## [Task to carry out]
Retype every line of the records exactly.
##### Supplied material #####
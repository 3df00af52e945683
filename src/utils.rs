use std::time::{SystemTime, UNIX_EPOCH};

/// Raw timestamps above this value are taken to be microseconds.
///
/// Millisecond epoch times sit around `1.7e12`; microsecond epoch times
/// around `1.7e15`.
pub const MICROSECOND_THRESHOLD: u64 = 10_000_000_000_000;

/// Normalize a producer timestamp of unknown unit to milliseconds.
#[inline]
pub fn normalize_timestamp_ms(raw: u64) -> u64 {
    if raw > MICROSECOND_THRESHOLD {
        raw / 1_000
    } else {
        raw
    }
}

/// Current wall-clock time in milliseconds since the Unix epoch.
///
/// Returns 0 if the system clock is set before the epoch.
pub fn current_time_millis() -> u64 {
    SystemTime::now()
        .duration_since(UNIX_EPOCH)
        .map(|elapsed| elapsed.as_millis() as u64)
        .unwrap_or(0)
}
mod feature_store_tests;
mod orderbook_properties;
mod processor_tests;
mod producer_tests;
#####
## [Task output]
repository 3df00af52e945683
filename src/utils.rs
use std::time::{SystemTime, UNIX_EPOCH};

/// Raw timestamps above this value are taken to be microseconds.
///
/// Millisecond epoch times sit around `1.7e12`; microsecond epoch times
/// around `1.7e15`.
pub const MICROSECOND_THRESHOLD: u64 = 10_000_000_000_000;

/// Normalize a producer timestamp of unknown unit to milliseconds.
#[inline]
pub fn normalize_timestamp_ms(raw: u64) -> u64 {
    if raw > MICROSECOND_THRESHOLD {
        raw / 1_000
    } else {
        raw
    }
}

/// Current wall-clock time in milliseconds since the Unix epoch.
///
/// Returns 0 if the system clock is set before the epoch.
pub fn current_time_millis() -> u64 {
    SystemTime::now()
        .duration_since(UNIX_EPOCH)
        .map(|elapsed| elapsed.as_millis() as u64)
        .unwrap_or(0)
}
mod feature_store_tests;
mod orderbook_properties;
mod processor_tests;
mod producer_tests;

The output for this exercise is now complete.